Segment Open
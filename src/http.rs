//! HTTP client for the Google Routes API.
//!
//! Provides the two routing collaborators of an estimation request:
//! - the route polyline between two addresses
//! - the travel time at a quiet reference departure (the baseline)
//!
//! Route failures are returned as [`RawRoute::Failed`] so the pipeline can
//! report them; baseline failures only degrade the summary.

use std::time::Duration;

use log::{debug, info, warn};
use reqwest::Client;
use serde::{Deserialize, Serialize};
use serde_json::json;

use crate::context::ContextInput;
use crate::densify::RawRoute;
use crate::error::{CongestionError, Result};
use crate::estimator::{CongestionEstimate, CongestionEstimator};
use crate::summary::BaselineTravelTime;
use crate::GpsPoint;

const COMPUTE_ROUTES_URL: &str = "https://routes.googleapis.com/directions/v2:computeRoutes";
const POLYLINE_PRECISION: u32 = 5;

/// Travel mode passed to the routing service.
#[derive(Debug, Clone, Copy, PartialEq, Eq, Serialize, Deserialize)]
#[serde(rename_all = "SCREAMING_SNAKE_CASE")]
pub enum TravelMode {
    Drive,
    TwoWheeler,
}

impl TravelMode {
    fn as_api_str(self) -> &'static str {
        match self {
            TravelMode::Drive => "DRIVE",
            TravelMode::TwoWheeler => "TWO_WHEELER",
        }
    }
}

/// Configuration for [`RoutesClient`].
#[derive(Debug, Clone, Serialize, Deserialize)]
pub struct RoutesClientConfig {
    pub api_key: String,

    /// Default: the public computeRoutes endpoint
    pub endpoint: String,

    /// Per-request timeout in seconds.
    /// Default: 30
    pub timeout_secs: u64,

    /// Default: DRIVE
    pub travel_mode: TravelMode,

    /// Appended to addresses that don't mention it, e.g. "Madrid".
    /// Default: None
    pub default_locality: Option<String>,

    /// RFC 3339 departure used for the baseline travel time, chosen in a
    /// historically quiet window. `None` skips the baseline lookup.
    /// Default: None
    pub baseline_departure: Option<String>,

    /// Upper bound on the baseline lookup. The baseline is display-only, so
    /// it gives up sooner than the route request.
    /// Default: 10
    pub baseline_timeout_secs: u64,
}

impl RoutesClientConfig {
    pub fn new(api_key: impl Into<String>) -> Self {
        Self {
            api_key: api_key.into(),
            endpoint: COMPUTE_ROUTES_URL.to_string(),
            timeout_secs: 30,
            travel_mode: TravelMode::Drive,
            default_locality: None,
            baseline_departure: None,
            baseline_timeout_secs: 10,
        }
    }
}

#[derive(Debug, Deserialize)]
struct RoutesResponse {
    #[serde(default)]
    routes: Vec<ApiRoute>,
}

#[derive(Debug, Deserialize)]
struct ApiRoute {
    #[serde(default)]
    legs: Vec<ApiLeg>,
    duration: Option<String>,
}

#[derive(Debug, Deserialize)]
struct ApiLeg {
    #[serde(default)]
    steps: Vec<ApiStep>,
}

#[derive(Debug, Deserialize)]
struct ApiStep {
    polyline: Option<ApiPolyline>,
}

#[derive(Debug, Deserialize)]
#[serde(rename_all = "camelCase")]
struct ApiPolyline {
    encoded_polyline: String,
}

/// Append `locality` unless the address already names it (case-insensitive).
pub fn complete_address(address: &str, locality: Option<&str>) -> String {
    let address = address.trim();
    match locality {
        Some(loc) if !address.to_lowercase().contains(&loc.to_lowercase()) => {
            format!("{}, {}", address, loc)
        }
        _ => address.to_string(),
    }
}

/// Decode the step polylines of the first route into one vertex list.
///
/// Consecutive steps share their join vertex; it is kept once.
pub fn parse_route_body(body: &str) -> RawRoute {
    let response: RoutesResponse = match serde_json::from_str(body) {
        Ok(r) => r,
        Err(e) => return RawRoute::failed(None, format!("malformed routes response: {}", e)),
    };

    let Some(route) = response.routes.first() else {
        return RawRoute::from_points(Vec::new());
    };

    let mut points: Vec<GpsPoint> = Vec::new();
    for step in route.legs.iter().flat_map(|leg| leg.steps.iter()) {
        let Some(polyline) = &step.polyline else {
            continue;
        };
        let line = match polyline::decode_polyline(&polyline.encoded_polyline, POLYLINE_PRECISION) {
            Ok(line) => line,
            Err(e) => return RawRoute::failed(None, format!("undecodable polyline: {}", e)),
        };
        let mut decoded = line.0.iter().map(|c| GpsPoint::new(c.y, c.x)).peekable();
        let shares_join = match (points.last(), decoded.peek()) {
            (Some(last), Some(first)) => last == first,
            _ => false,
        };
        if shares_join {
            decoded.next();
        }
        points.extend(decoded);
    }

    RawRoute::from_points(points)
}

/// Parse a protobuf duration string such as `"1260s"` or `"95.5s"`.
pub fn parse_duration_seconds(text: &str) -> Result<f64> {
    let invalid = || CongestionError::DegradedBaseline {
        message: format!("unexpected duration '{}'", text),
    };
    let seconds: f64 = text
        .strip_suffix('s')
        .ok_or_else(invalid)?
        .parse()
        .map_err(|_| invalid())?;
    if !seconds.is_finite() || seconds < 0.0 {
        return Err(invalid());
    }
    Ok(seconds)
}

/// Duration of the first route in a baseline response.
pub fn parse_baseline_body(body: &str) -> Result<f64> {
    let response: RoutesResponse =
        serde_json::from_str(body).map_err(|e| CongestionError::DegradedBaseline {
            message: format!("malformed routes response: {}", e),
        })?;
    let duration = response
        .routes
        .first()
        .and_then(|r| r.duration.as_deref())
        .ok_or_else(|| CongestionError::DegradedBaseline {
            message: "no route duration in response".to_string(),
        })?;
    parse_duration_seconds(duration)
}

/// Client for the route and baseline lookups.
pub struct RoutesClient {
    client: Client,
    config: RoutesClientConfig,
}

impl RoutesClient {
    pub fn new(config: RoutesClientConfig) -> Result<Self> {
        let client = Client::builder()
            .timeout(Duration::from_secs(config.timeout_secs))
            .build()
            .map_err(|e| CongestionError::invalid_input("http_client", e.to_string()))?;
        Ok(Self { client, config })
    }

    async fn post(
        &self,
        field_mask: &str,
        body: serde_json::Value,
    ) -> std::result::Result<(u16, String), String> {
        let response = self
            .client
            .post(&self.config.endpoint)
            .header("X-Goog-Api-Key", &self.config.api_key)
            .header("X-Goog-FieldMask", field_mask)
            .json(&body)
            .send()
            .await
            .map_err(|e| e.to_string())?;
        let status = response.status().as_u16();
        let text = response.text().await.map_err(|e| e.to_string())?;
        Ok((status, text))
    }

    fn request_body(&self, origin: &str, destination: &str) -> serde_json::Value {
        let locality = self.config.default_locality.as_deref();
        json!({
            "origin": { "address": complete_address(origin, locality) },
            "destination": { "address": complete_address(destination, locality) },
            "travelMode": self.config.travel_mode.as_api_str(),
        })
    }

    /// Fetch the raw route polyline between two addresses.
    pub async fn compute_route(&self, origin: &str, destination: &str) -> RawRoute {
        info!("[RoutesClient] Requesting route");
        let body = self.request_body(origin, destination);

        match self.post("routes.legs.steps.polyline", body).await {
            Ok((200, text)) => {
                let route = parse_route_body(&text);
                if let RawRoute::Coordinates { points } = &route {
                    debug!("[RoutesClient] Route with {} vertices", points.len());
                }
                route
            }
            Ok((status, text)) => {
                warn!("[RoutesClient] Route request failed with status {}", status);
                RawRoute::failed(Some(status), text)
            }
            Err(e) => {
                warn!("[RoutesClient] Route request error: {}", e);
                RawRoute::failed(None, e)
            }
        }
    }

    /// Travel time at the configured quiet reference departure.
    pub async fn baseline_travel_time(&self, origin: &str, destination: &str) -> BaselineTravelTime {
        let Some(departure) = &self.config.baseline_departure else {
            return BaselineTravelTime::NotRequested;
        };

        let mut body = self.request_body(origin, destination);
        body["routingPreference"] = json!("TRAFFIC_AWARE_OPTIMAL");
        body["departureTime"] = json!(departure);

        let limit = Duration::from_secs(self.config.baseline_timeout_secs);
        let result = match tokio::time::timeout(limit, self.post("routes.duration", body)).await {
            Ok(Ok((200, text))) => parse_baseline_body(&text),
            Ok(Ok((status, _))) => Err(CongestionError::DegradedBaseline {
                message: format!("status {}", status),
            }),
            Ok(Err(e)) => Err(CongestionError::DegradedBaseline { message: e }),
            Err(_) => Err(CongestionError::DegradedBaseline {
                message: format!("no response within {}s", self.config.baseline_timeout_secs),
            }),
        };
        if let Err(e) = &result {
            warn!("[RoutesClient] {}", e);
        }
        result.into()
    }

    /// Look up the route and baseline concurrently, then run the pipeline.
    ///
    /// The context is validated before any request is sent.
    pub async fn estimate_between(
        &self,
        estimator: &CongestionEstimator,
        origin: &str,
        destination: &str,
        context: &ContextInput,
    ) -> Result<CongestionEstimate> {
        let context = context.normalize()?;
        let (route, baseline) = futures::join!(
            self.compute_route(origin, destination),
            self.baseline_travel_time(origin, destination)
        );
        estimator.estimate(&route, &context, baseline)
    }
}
Segment Closed
Segment Open
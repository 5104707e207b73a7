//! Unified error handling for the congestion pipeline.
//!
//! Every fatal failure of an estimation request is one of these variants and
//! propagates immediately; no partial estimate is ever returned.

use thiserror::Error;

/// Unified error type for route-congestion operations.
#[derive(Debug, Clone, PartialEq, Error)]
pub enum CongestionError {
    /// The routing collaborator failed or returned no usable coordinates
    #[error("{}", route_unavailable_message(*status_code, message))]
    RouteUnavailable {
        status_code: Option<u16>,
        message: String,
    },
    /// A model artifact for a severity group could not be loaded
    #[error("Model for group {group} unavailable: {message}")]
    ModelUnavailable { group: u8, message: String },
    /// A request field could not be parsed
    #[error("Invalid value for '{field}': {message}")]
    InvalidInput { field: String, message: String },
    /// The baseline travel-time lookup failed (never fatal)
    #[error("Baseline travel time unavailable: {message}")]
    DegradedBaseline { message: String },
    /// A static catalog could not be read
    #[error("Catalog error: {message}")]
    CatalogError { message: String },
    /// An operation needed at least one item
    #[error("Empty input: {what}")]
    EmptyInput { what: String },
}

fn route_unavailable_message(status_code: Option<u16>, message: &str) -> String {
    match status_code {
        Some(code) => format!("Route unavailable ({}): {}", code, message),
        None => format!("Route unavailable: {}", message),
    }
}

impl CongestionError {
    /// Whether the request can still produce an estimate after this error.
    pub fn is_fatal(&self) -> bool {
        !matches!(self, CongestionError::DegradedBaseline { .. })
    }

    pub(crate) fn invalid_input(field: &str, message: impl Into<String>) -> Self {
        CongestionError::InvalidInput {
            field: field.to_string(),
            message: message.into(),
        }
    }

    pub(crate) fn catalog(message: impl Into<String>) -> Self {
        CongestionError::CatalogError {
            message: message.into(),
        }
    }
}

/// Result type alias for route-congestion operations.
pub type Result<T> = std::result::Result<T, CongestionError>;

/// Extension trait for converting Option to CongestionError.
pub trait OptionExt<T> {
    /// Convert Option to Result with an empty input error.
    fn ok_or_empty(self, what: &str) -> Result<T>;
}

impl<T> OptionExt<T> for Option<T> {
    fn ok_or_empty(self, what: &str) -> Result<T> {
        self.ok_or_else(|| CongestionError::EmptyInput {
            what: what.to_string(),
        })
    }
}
Segment Closed
Segment Open
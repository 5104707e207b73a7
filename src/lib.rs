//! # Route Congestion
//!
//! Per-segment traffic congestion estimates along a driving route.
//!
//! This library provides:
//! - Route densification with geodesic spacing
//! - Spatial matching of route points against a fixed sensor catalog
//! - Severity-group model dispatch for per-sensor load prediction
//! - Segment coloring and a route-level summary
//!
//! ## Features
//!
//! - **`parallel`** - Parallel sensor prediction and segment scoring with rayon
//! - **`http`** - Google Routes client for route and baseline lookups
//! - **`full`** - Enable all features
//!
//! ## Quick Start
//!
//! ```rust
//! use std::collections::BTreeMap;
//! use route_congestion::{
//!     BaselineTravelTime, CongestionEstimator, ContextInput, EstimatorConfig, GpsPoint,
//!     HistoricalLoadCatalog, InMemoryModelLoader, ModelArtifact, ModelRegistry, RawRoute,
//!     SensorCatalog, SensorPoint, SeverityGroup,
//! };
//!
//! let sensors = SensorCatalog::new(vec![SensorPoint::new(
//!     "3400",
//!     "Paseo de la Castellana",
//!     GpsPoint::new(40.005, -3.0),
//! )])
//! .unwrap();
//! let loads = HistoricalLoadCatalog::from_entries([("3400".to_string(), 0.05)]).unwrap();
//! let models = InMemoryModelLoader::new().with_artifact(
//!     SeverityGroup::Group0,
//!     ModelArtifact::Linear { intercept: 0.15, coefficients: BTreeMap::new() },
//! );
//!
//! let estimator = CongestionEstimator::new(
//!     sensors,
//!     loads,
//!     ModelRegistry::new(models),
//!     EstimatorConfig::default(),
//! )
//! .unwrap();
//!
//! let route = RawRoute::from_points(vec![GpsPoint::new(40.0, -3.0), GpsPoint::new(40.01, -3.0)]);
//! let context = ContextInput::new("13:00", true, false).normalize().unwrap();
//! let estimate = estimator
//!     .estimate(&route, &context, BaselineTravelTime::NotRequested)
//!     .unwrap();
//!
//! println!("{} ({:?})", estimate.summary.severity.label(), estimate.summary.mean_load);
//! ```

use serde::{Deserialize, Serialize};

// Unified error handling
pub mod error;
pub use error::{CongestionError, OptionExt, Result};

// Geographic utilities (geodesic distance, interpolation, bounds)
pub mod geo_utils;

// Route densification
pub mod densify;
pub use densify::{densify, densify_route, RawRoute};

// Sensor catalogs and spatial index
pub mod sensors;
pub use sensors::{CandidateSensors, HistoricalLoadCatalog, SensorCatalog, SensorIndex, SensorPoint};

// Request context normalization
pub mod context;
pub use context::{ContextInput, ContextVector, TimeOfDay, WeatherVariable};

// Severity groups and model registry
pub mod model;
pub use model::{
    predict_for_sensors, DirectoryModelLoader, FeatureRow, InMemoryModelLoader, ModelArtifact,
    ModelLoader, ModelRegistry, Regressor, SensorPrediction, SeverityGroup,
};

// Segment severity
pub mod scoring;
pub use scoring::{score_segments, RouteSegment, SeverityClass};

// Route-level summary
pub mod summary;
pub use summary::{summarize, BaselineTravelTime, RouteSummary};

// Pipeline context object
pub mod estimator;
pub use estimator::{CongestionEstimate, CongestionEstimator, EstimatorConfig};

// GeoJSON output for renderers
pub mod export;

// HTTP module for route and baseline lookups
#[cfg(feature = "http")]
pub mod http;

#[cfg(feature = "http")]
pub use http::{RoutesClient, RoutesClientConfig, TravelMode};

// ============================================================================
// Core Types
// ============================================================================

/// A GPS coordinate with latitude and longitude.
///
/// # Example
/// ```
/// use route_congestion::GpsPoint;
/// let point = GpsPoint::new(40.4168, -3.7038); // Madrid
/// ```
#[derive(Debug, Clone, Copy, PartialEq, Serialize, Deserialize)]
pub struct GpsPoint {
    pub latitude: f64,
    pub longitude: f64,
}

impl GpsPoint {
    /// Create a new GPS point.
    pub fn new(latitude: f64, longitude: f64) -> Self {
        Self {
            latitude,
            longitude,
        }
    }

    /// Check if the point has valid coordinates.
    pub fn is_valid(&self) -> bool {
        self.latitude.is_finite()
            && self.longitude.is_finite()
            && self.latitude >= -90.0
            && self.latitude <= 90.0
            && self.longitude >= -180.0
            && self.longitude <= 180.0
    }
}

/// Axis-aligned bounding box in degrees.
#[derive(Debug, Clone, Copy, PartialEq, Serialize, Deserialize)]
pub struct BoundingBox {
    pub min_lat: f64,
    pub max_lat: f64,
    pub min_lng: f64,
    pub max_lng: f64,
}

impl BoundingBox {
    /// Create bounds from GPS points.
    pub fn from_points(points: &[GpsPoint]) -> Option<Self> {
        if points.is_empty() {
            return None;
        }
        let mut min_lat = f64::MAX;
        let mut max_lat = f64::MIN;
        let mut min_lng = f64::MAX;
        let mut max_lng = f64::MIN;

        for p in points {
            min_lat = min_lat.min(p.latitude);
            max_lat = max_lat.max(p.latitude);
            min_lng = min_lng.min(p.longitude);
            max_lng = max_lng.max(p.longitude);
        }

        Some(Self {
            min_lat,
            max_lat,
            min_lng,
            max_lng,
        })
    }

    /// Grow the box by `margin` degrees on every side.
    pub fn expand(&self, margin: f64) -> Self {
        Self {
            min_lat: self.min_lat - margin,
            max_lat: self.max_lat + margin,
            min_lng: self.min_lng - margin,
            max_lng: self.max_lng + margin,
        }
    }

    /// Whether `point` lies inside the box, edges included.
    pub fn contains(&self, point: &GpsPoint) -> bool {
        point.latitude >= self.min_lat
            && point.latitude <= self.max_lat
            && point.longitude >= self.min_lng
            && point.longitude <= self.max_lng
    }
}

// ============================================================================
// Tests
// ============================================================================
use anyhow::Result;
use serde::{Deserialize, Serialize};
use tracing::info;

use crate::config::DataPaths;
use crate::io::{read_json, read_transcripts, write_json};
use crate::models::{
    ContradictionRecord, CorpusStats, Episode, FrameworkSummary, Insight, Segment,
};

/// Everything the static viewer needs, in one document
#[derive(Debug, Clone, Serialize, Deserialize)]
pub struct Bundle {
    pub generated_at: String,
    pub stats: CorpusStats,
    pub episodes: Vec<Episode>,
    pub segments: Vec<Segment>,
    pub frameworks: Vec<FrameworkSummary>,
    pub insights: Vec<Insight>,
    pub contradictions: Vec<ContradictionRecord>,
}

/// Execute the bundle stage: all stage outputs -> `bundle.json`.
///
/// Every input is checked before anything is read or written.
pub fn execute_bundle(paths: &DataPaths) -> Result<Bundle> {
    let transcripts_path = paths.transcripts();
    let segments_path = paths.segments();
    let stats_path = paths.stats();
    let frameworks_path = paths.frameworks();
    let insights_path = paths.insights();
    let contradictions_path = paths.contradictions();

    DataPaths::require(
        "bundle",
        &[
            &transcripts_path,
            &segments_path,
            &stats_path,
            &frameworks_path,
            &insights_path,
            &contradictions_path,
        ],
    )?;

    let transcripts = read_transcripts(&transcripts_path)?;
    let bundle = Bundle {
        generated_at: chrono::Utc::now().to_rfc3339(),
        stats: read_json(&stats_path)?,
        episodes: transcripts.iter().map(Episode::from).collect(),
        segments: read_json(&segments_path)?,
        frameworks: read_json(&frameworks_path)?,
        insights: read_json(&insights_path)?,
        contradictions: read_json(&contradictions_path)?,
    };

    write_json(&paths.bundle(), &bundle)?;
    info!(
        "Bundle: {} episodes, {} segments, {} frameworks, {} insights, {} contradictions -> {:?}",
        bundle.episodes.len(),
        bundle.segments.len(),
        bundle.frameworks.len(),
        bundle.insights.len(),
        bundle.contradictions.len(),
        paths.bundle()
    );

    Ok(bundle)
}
Segment Closed
__TRY IT__.
Where a line above contains the word "DegradedBaseline", copy that line.

__TASK RESULT__.
    let invalid = || CongestionError::DegradedBaseline {
        serde_json::from_str(body).map_err(|e| CongestionError::DegradedBaseline {
        .ok_or_else(|| CongestionError::DegradedBaseline {
            Ok(Ok((status, _))) => Err(CongestionError::DegradedBaseline {
            Ok(Err(e)) => Err(CongestionError::DegradedBaseline { message: e }),
            Err(_) => Err(CongestionError::DegradedBaseline {
    DegradedBaseline { message: String },
        !matches!(self, CongestionError::DegradedBaseline { .. })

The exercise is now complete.